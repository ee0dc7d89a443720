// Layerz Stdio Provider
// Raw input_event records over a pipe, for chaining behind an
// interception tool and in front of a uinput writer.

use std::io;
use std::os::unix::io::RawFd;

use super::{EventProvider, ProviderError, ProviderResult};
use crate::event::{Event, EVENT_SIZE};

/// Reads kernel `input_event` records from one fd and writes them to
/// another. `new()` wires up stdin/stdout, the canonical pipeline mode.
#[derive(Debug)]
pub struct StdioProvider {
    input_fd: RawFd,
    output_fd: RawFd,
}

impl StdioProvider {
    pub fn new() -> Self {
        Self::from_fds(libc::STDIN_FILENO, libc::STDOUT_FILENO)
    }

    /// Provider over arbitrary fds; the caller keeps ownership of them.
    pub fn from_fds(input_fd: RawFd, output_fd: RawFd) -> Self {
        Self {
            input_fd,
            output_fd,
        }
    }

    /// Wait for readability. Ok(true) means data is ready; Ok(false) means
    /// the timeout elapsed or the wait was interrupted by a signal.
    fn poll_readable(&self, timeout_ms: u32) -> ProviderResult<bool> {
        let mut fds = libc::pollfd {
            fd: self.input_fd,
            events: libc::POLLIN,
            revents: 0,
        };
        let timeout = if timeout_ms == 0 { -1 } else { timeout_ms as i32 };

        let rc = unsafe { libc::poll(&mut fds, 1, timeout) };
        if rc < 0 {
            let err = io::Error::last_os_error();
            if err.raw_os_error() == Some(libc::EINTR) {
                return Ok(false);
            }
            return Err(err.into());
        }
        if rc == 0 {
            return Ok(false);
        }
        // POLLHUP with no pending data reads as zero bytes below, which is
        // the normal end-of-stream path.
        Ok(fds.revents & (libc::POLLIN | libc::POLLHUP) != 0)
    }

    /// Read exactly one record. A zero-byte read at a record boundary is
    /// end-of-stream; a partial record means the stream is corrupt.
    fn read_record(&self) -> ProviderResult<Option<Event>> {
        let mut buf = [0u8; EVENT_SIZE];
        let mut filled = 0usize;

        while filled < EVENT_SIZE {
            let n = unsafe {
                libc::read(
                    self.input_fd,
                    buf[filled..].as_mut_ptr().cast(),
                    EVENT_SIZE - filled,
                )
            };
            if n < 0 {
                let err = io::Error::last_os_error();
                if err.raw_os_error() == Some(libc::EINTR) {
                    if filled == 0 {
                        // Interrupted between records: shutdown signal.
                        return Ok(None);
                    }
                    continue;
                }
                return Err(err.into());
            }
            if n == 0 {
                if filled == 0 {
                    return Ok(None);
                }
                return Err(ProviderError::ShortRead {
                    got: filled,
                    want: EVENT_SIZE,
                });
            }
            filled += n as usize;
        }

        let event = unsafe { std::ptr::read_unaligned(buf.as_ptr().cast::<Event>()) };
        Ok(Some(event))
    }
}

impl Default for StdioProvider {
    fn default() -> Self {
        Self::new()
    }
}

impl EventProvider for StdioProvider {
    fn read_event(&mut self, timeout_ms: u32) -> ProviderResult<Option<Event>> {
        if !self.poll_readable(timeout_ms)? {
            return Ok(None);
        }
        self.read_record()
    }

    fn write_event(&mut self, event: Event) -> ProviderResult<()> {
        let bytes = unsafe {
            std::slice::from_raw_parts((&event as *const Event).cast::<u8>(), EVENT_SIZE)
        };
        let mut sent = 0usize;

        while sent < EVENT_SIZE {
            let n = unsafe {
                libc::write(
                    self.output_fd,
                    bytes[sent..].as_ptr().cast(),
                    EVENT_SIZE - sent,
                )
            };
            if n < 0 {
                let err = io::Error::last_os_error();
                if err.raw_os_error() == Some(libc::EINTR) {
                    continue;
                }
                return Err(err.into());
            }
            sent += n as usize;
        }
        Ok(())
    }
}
+ + +
--- What is being asked ---
This task needs one value: the number of lines in the material above that contain the word "filled".

--- Exercise response ---
8